Inductive techniques can be used to define various functions. (Recall that functions are construed in set theory as relations of a particular kind.) Take, for example, the addition function and let it be the relation Sum. Since addition is a binary function, Sum is a ternary relation:
Sum = {(x, y, z) : z = x + y}
It is not difficult to see that the following inductive definition defines it in terms of the successor function.
(1) (x, 0, x)∈ Sum
(2) If (x, y, z)∈ Sum, then (x, s(y), s(z)) ∈ Sum
Rewriting statements of the form ‘(x, y, z)∈ Sum’ in the form ‘x + y = z’, we get:
(10) x + 0 = x
(20) If x + y = z, then x + s(y) = s(z)
Rewriting (20) in the equivalent form: x + s(y) = s(x + y), yields the following customary form of the definition:
(10) x + 0 = x
(200) x + s(y) = s(x + y)
This definition shows directly the iterated process.
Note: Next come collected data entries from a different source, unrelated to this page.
use std::sync::Arc;

use axum::extract::FromRef;
use axum_extra::extract::cookie::Key;

use super::config::{GuardConfig, GuardSettings};
use super::traits::{IdentityStore, IdentityStoreDyn};

/// Shared guard state: settings plus the consumer's identity store.
///
/// Cheap to clone; embed it in your application state and derive
/// `FromRef<AppState>` so the [`Staff`](super::Staff) extractor can reach it.
#[derive(Clone)]
pub struct GuardState {
    pub(super) store: Arc<dyn IdentityStoreDyn>,
    pub(super) settings: GuardSettings,
}

impl GuardState {
    #[must_use]
    pub fn new(config: GuardConfig, store: impl IdentityStore) -> Self {
        Self {
            store: Arc::new(store),
            settings: config.settings,
        }
    }

    /// Name of the session cookie the guard reads.
    #[must_use]
    pub fn session_cookie_name(&self) -> &str {
        &self.settings.session_cookie_name
    }

    /// Session lifetime in days, for [`issue_session`](super::issue_session).
    #[must_use]
    pub fn session_ttl_days(&self) -> i64 {
        self.settings.session_ttl_days
    }

    /// Whether session cookies are marked `Secure`.
    #[must_use]
    pub fn secure_cookies(&self) -> bool {
        self.settings.secure_cookies
    }
}

// PrivateCookieJar requires Key to be extractable from state
impl FromRef<GuardState> for Key {
    fn from_ref(state: &GuardState) -> Self {
        state.settings.cookie_key.clone()
    }
}
use super::block::EmailBlock;
use crate::types::EmailAddress;

/// Which part of the form a validation error is attached to.
#[derive(Debug, Clone, Copy, PartialEq, Eq)]
pub enum Field {
    FromEmail,
    To,
    Subject,
    /// The block sequence as a whole (empty content).
    Content,
    /// A single block, by position.
    Block(usize),
}

impl std::fmt::Display for Field {
    fn fmt(&self, f: &mut std::fmt::Formatter<'_>) -> std::fmt::Result {
        match self {
            Self::FromEmail => f.write_str("fromEmail"),
            Self::To => f.write_str("to"),
            Self::Subject => f.write_str("subject"),
            Self::Content => f.write_str("content"),
            Self::Block(i) => write!(f, "block_{i}"),
        }
    }
}

/// One validation violation, keyed by field or block index.
#[derive(Debug, Clone, PartialEq, Eq)]
pub struct ValidationError {
    pub field: Field,
    pub message: String,
}

impl std::fmt::Display for ValidationError {
    fn fmt(&self, f: &mut std::fmt::Formatter<'_>) -> std::fmt::Result {
        write!(f, "{}: {}", self.field, self.message)
    }
}

/// Accumulated validation violations.
///
/// Checks never short-circuit: every applicable violation is collected so
/// the user sees everything at once.
#[derive(Debug, Clone, Default, PartialEq, Eq)]
pub struct ValidationErrors(Vec<ValidationError>);

impl ValidationErrors {
    #[must_use]
    pub fn is_empty(&self) -> bool {
        self.0.is_empty()
    }

    #[must_use]
    pub fn len(&self) -> usize {
        self.0.len()
    }

    pub fn iter(&self) -> impl Iterator<Item = &ValidationError> {
        self.0.iter()
    }

    /// The message recorded for `field`, if any.
    #[must_use]
    pub fn get(&self, field: Field) -> Option<&str> {
        self.0
            .iter()
            .find(|e| e.field == field)
            .map(|e| e.message.as_str())
    }

    pub(crate) fn push(&mut self, field: Field, message: impl Into<String>) {
        self.0.push(ValidationError {
            field,
            message: message.into(),
        });
    }
}

impl std::fmt::Display for ValidationErrors {
    fn fmt(&self, f: &mut std::fmt::Formatter<'_>) -> std::fmt::Result {
        let mut first = true;
        for error in &self.0 {
            if !first {
                f.write_str("; ")?;
            }
            write!(f, "{error}")?;
            first = false;
        }
        Ok(())
    }
}

impl IntoIterator for ValidationErrors {
    type Item = ValidationError;
    type IntoIter = std::vec::IntoIter<ValidationError>;

    fn into_iter(self) -> Self::IntoIter {
        self.0.into_iter()
    }
}

/// Pure validation over current form state. Accumulates, never short-circuits.
pub(super) fn validate_form(
    from_email: &str,
    to: &str,
    subject: &str,
    blocks: &[EmailBlock],
) -> ValidationErrors {
    let mut errors = ValidationErrors::default();

    if from_email.is_empty() {
        errors.push(Field::FromEmail, "Sender address required");
    }
    if to.is_empty() {
        errors.push(Field::To, "Recipient address required");
    } else if EmailAddress::try_from(to.to_owned()).is_err() {
        errors.push(Field::To, "Recipient address is not valid");
    }
    if subject.is_empty() {
        errors.push(Field::Subject, "Subject required");
    }
    if blocks.is_empty() {
        errors.push(Field::Content, "Content is required");
    }
    for (i, block) in blocks.iter().enumerate() {
        match block {
            EmailBlock::Text(value) if value.is_empty() => {
                errors.push(Field::Block(i), "Text required");
            }
            EmailBlock::Image {
                attachment: None, ..
            } => {
                errors.push(Field::Block(i), "Image required");
            }
            _ => {}
        }
    }

    errors
}

#[cfg(test)]
mod tests {
    use super::*;
    use crate::composer::block::ImageAttachment;

    #[test]
    fn empty_form_reports_all_errors_together() {
        let errors = validate_form("", "", "", &[]);

        assert_eq!(errors.len(), 4);
        assert!(errors.get(Field::FromEmail).is_some());
        assert!(errors.get(Field::To).is_some());
        assert!(errors.get(Field::Subject).is_some());
        assert_eq!(errors.get(Field::Content), Some("Content is required"));
    }

    #[test]
    fn recipient_shape_is_checked() {
        let blocks = [EmailBlock::Text("hi".into())];
        let errors = validate_form("ops@example.com", "not-an-address", "Subject", &blocks);

        assert_eq!(errors.len(), 1);
        assert_eq!(errors.get(Field::To), Some("Recipient address is not valid"));
    }

    #[test]
    fn per_block_errors_are_keyed_by_position() {
        let blocks = [
            EmailBlock::Text("ok".into()),
            EmailBlock::Text(String::new()),
            EmailBlock::Image {
                attachment: None,
                error: None,
            },
        ];
        let errors = validate_form("ops@example.com", "to@example.com", "Subject", &blocks);

        assert_eq!(errors.len(), 2);
        assert_eq!(errors.get(Field::Block(1)), Some("Text required"));
        assert_eq!(errors.get(Field::Block(2)), Some("Image required"));
    }

    #[test]
    fn complete_form_validates_clean() {
        let blocks = [
            EmailBlock::Text("hello".into()),
            EmailBlock::Image {
                attachment: Some(ImageAttachment::try_new(vec![0u8; 4], "image/png").unwrap()),
                error: None,
            },
        ];
        let errors = validate_form("ops@example.com", "to@example.com", "Subject", &blocks);
        assert!(errors.is_empty());
    }

    #[test]
    fn field_keys_render_like_the_form() {
        assert_eq!(Field::FromEmail.to_string(), "fromEmail");
        assert_eq!(Field::Block(4).to_string(), "block_4");
    }
}
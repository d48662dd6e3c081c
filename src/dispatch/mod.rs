//! Email dispatch pipeline.
//!
//! Takes a [`DispatchRequest`] (fields + positional manifest + binary
//! parts), uploads every binary to an [`AssetStore`], renders one linear
//! HTML document in manifest order, and hands it to a [`MailRelay`].
//! All-or-nothing: any failure surfaces as a single [`DispatchError`] and
//! nothing is partially delivered.
//!
//! With the `relay` feature (default), [`HttpAssetStore`], [`SmtpRelay`],
//! and the guarded multipart [`dispatch_routes`] endpoint are available.

#[cfg(feature = "relay")]
mod assets;
#[cfg(feature = "relay")]
mod config;
mod dispatcher;
mod render;
mod request;
#[cfg(feature = "relay")]
mod routes;
#[cfg(feature = "relay")]
mod smtp;
mod traits;

#[cfg(feature = "relay")]
pub use assets::{AssetHostConfig, HttpAssetStore};
#[cfg(feature = "relay")]
pub use config::RelayConfig;
pub use dispatcher::{DispatchError, Dispatcher};
pub use render::render_document;
pub use request::{DispatchRequest, DocumentPart, ImagePart, ManifestEntry};
#[cfg(feature = "relay")]
pub use routes::dispatch_routes;
#[cfg(feature = "relay")]
pub use smtp::SmtpRelay;
pub use traits::{AssetStore, MailRelay, OutboundEmail};
//! Multi-block email composer.
//!
//! A [`Composer`] owns the form fields and an ordered sequence of
//! [`EmailBlock`]s (text paragraphs and images). Positional order is the
//! load-bearing invariant: it is preserved across add/edit/remove and into
//! the dispatched manifest, where it becomes the paragraph/figure order of
//! the final document.
//!
//! The composer is an explicit one-shot state machine
//! (`Editing → Sending → Succeeded | Failed`); operations that are not
//! valid in the current state are rejected rather than ignored, and a
//! failed dispatch returns the form fully editable with nothing lost.

mod block;
#[allow(clippy::module_inception)]
mod composer;
mod validate;

pub use block::{
    ALLOWED_IMAGE_TYPES, AttachmentError, BlockKind, EmailBlock, ImageAttachment,
    MAX_IMAGE_BYTES,
};
pub use composer::{ComposeError, Composer, ComposerDefaults, ComposerState};
pub use validate::{Field, ValidationError, ValidationErrors};
use derive_more::{Display, From, Into};
use serde::{Deserialize, Serialize};

use crate::error::Error;

/// Numeric user identifier from the backing user table.
#[derive(
    Debug, Clone, Copy, PartialEq, Eq, Hash, Serialize, Deserialize, Display, From, Into,
)]
#[serde(transparent)]
pub struct UserId(pub i64);

/// Authorization level of a staff account.
///
/// Closed set: `Owner` and `Admin` are elevated and pass the access guard,
/// `Member` is not. Any unrecognized wire value deserializes to `Member`,
/// so an unexpected permission string fails closed.
#[derive(Debug, Clone, Copy, PartialEq, Eq, Serialize, Deserialize)]
#[serde(from = "String", into = "String")]
pub enum Permission {
    Owner,
    Admin,
    Member,
}

impl Permission {
    /// Whether this level is permitted past the access guard.
    #[must_use]
    pub fn is_elevated(self) -> bool {
        matches!(self, Self::Owner | Self::Admin)
    }

    #[must_use]
    pub fn as_str(self) -> &'static str {
        match self {
            Self::Owner => "Owner",
            Self::Admin => "Admin",
            Self::Member => "Member",
        }
    }
}

impl std::fmt::Display for Permission {
    fn fmt(&self, f: &mut std::fmt::Formatter<'_>) -> std::fmt::Result {
        f.write_str(self.as_str())
    }
}

impl From<&str> for Permission {
    fn from(s: &str) -> Self {
        match s {
            "Owner" => Self::Owner,
            "Admin" => Self::Admin,
            _ => Self::Member,
        }
    }
}

impl From<String> for Permission {
    fn from(s: String) -> Self {
        s.as_str().into()
    }
}

impl From<Permission> for String {
    fn from(p: Permission) -> Self {
        p.as_str().to_owned()
    }
}

/// Validated email address (recipient shape check).
///
/// Guaranteed valid by construction: holding an `EmailAddress` proves the
/// value has a non-empty local part, a single `@`, a dotted domain, and no
/// whitespace. Use `"ops@example.com".parse::<EmailAddress>()` or
/// `EmailAddress::try_from(string)` to create.
#[derive(Debug, Clone, PartialEq, Eq, Hash, Serialize, Deserialize)]
#[serde(try_from = "String", into = "String")]
pub struct EmailAddress(String);

impl EmailAddress {
    #[must_use]
    pub fn as_str(&self) -> &str {
        &self.0
    }
}

impl std::fmt::Display for EmailAddress {
    fn fmt(&self, f: &mut std::fmt::Formatter<'_>) -> std::fmt::Result {
        f.write_str(&self.0)
    }
}

impl std::str::FromStr for EmailAddress {
    type Err = Error;

    fn from_str(s: &str) -> Result<Self, Self::Err> {
        Self::try_from(s.to_owned())
    }
}

impl TryFrom<String> for EmailAddress {
    type Error = Error;

    fn try_from(s: String) -> Result<Self, Self::Error> {
        if is_valid_shape(&s) {
            Ok(Self(s))
        } else {
            Err(Error::InvalidEmail(s))
        }
    }
}

impl From<EmailAddress> for String {
    fn from(a: EmailAddress) -> Self {
        a.0
    }
}

fn is_valid_shape(s: &str) -> bool {
    if s.chars().any(char::is_whitespace) {
        return false;
    }
    let Some((local, domain)) = s.split_once('@') else {
        return false;
    };
    if local.is_empty() || domain.is_empty() || domain.contains('@') {
        return false;
    }
    // Dotted domain with non-empty labels on both sides of some dot.
    domain
        .split_once('.')
        .is_some_and(|(head, tail)| !head.is_empty() && !tail.is_empty())
}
Given that s(0) = 1, s(1) = 2, s(2) = 3, ...
etc., we can get the value of m + n for every particular m and n. For example:
5 + 0 = 5
5 + 1 = 5 + s(0) = s(5 + 0) = s(5) = 6 5 + 2 = 5 + s(1) = s(5 + 1) = s(6) = 7 5 + 3 = 5 + s(2) = s(5 + 2) = s(7) = 8 etc.
Multiplication is definable inductively in terms of the successor function and addition:
(1) x· 0 = 0
(2) x· s(y) = (x · y) + x
Homework 5.10 Give inductive definitions of the following relations over the natural numbers, solely in terms of the successor function.
1. The less-than-or-equal relation, R≤, consisting of all pairs (x, y) in which x≤ y.
2. The ternary relation S consisting of all triples of the form (x, x + n, x + 2n) where x and n are natural numbers.